What You Need to Know About Having Your Appendix Removed
Your appendix is like a toxic coworker. It doesn’t contribute much of anything, and it can cause a lot of trouble.
However, while you might try to minimize contact with a difficult colleague, you can’t afford to ignore your appendix. If it becomes inflamed, prompt diagnosis and treatment is essential.
Find out more about this tiny organ and what to expect if you ever need an appendectomy.
Causes and Treatments for Appendicitis:
1. Locate your appendix. Until it starts acting up, you may give little thought to where your appendix is. It’s only about 2 to 4 inches long, and it’s shaped like a finger that extends from your large intestine in your lower abdomen.

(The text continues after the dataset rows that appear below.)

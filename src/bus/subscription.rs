use std::fmt;

use async_trait::async_trait;
use chrono::{DateTime, Utc};
use serde::{Deserialize, Serialize};
use thiserror::Error;
use uuid::Uuid;

use crate::metrics::Snapshot;

#[derive(Clone, Copy, Debug, PartialEq, Eq, Hash, Serialize, Deserialize)]
pub struct SubscriberId(Uuid);

impl SubscriberId {
    pub fn new() -> Self {
        SubscriberId(Uuid::new_v4())
    }
}

impl Default for SubscriberId {
    fn default() -> Self {
        Self::new()
    }
}

impl fmt::Display for SubscriberId {
    fn fmt(&self, f: &mut fmt::Formatter<'_>) -> fmt::Result {
        write!(f, "{}", self.0)
    }
}

/// Which delivery channels a subscriber wants.
#[derive(Clone, Copy, Debug, PartialEq, Eq, Serialize, Deserialize)]
#[serde(rename_all = "snake_case")]
pub enum Capability {
    Bootstrap,
    Incremental,
    Both,
}

impl Capability {
    pub fn wants_bootstrap(&self) -> bool {
        matches!(self, Capability::Bootstrap | Capability::Both)
    }

    pub fn wants_incremental(&self) -> bool {
        matches!(self, Capability::Incremental | Capability::Both)
    }
}

#[derive(Clone, Copy, Debug, PartialEq, Eq, Serialize, Deserialize)]
#[serde(rename_all = "snake_case")]
pub enum SubscriberState {
    Unregistered,
    Bootstrapping,
    Live,
}

/// Book-keeping for one attached consumer. Only the coordinator writes it.
#[derive(Clone, Debug, Serialize)]
pub struct SubscriptionRecord {
    pub subscriber_id: SubscriberId,
    pub name: String,
    pub capability: Capability,
    pub state: SubscriberState,
    /// Last snapshot timestamp successfully delivered.
    pub last_delivered_timestamp: Option<DateTime<Utc>>,
    /// Set when the most recent delivery failed or timed out.
    pub degraded: bool,
    pub consecutive_failures: u32,
    pub delivered_count: u64,
}

impl SubscriptionRecord {
    pub(crate) fn new(name: &str, capability: Capability) -> Self {
        SubscriptionRecord {
            subscriber_id: SubscriberId::new(),
            name: name.to_string(),
            capability,
            state: SubscriberState::Unregistered,
            last_delivered_timestamp: None,
            degraded: false,
            consecutive_failures: 0,
            delivered_count: 0,
        }
    }

    pub(crate) fn advance(&mut self, timestamp: DateTime<Utc>) {
        self.last_delivered_timestamp = Some(match self.last_delivered_timestamp {
            Some(prev) if prev > timestamp => prev,
            _ => timestamp,
        });
        self.degraded = false;
        self.consecutive_failures = 0;
        self.delivered_count += 1;
    }

    pub(crate) fn mark_degraded(&mut self) {
        self.degraded = true;
        self.consecutive_failures = self.consecutive_failures.saturating_add(1);
    }
}

#[derive(Debug, Error)]
pub enum SubscriberError {
    /// The delivery failed but the subscriber may recover.
    #[error("delivery failed: {0}")]
    Failed(String),
    /// The subscriber will never accept deliveries again.
    #[error("subscriber gone: {0}")]
    Permanent(String),
    #[error("delivery timed out")]
    Timeout,
}

/// A downstream consumer of snapshots.
///
/// History arrives once through [`Subscriber::load_initial`]; afterwards
/// each newly persisted snapshot arrives through
/// [`Subscriber::append_incremental`]. No snapshot is sent on both channels
/// during one subscription.
#[async_trait]
pub trait Subscriber: Send + Sync {
    fn name(&self) -> &str;

    async fn load_initial(&self, history: &[Snapshot]) -> Result<(), SubscriberError>;

    async fn append_incremental(&self, snapshot: &Snapshot) -> Result<(), SubscriberError>;
}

2. Understand the causes. Appendicitis occurs when the opening to the appendix becomes blocked, allowing bacteria to build up. Many things can cause such congestion including stool, infections, cancer, and swollen lymph nodes. When this happens, the appendix becomes swollen and inflamed.
3. Know your risk. Appendicitis isn’t hereditary or contagious, and it’s most common between the ages of about 5 to 30. There’s no known way to prevent it, but some experts believe a high fiber diet may help. Since fiber has so many health benefits, it’s a smart strategy in any case.
4. Spot the symptoms. The first sign of appendicitis is usually pain near the navel that starts to move to the lower right abdomen. Additional symptoms may include nausea and vomiting, abdominal swelling, fever, inability to pass gas, and painful urination.
5. Beware of copycats. To complicate matters, the symptoms of appendicitis mimic many other conditions. The culprit could also be gallbladder issues, a urinary tract infection, Crohn’s disease, or gastritis.
6. Skip home care. When you suspect appendicitis, it’s important to see your doctor. Many common home remedies like OTC pain medications and heating pads could increase the risk of a rupture. It’s also important to avoid eating or drinking anything until your doctor clears you.
7. Prepare for surgery. If your doctor believes there’s any chance of appendicitis, they’ll probably schedule you for surgery right away. You may need traditional abdominal surgery or a less invasive laparoscopic procedure. Keep in mind that appendectomies are a common procedure with a very high rate of success.
8. Act quickly. With appendicitis, speed matters. An infected appendix may rupture within 48 to 72 hours after the first symptoms appear.
New Findings about Your Appendix:
1. Prevent Parkinson’s. A recent study found that having your appendix removed reduces your risk of Parkinson’s disease by almost 20%. While scientists are still debating the details, this research could lead to breakthroughs for Parkinson’s disease and appendicitis.
2. Consider antibiotics. There is some growing support for using antibiotics instead of surgery to treat uncomplicated cases of appendicitis. However, the American Medical Association still recommends surgery to ensure correct diagnosis and avoid recurrent appendicitis associated with antibiotic-only treatments.
3. Reassess its value. Several studies have suggested that the appendix may be useful for something after all. It might be a haven for healthy gut bacteria left over from the days when humans ate grass and other raw foods.
When it comes to your appendix, it pays to play it safe. Seek medical care immediately if you notice pain around your navel or any troubling symptoms. There’s only about a 7% chance that you’ll ever need an appendectomy but knowing what to do in an emergency could save your life or the life of someone you love.